Look through the entries below and report every line that has "this".

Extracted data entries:
☆ ☆ ☆ ☆

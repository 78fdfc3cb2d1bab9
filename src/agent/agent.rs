//! Agent definition: an immutable capability set.

use std::sync::Arc;

use crate::provider::{ProviderRequest, ToolDefinition};
use crate::session::SessionState;
use crate::tools::Tool;
use crate::types::GenerationSettings;

/// Hook invoked immediately before a model request is dispatched.
///
/// May read session state and rewrite the outgoing request (context
/// injection, tracing). The agent's stored instruction is never mutated;
/// all changes are request-scoped.
pub type BeforeModelHook = Arc<dyn Fn(&str, &SessionState, &mut ProviderRequest) + Send + Sync>;

/// Predicate gating delegation to an agent.
pub type AvailabilityGuard = Arc<dyn Fn(&SessionState) -> bool + Send + Sync>;

/// A named conversational worker.
///
/// Agents hold no mutable state; all mutable data lives in session state.
/// The concrete agents differ only in configuration, not mechanism.
pub struct Agent {
    name: String,
    description: String,
    instruction: String,
    tools: Vec<Arc<dyn Tool>>,
    sub_agents: Vec<String>,
    settings: GenerationSettings,
    before_model: Vec<BeforeModelHook>,
    guard: Option<AvailabilityGuard>,
}

impl Agent {
    pub fn new(name: impl Into<String>, instruction: impl Into<String>) -> Self {
        Self {
            name: name.into(),
            description: String::new(),
            instruction: instruction.into(),
            tools: Vec::new(),
            sub_agents: Vec::new(),
            settings: GenerationSettings::conversational(),
            before_model: Vec::new(),
            guard: None,
        }
    }

    pub fn with_description(mut self, description: impl Into<String>) -> Self {
        self.description = description.into();
        self
    }

    /// Add a tool.
    pub fn with_tool(mut self, tool: Arc<dyn Tool>) -> Self {
        self.tools.push(tool);
        self
    }

    /// Allow delegation to a named sub-agent.
    pub fn with_sub_agent(mut self, name: impl Into<String>) -> Self {
        self.sub_agents.push(name.into());
        self
    }

    /// Set generation settings.
    pub fn with_settings(mut self, settings: GenerationSettings) -> Self {
        self.settings = settings;
        self
    }

    /// Add a before-model hook. Hooks run in registration order.
    pub fn with_before_model(mut self, hook: BeforeModelHook) -> Self {
        self.before_model.push(hook);
        self
    }

    /// Gate delegation to this agent behind a state predicate.
    pub fn with_guard(mut self, guard: AvailabilityGuard) -> Self {
        self.guard = Some(guard);
        self
    }

    pub fn name(&self) -> &str {
        &self.name
    }

    pub fn description(&self) -> &str {
        &self.description
    }

    pub fn instruction(&self) -> &str {
        &self.instruction
    }

    pub fn settings(&self) -> &GenerationSettings {
        &self.settings
    }

    pub fn sub_agents(&self) -> &[String] {
        &self.sub_agents
    }

    pub fn before_model(&self) -> &[BeforeModelHook] {
        &self.before_model
    }

    /// Whether this agent may receive delegation given the session state.
    pub fn is_available(&self, state: &SessionState) -> bool {
        self.guard.as_ref().map_or(true, |guard| guard(state))
    }

    /// Find one of this agent's tools by name.
    pub fn find_tool(&self, name: &str) -> Option<&Arc<dyn Tool>> {
        self.tools.iter().find(|t| t.name() == name)
    }

    /// Function declarations for this agent's own tools.
    pub fn tool_definitions(&self) -> Vec<ToolDefinition> {
        self.tools
            .iter()
            .map(|t| ToolDefinition {
                name: t.name().to_string(),
                description: t.description().to_string(),
                parameters: t.parameters().schema,
            })
            .collect()
    }
}

impl std::fmt::Debug for Agent {
    fn fmt(&self, f: &mut std::fmt::Formatter<'_>) -> std::fmt::Result {
        f.debug_struct("Agent")
            .field("name", &self.name)
            .field("tools", &self.tools.iter().map(|t| t.name()).collect::<Vec<_>>())
            .field("sub_agents", &self.sub_agents)
            .finish()
    }
}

☆ ☆ ☆ ☆

> [RESPONSE]:
    /// Gate delegation to this agent behind a state predicate.
    /// Whether this agent may receive delegation given the session state.
    /// Find one of this agent's tools by name.
    /// Function declarations for this agent's own tools.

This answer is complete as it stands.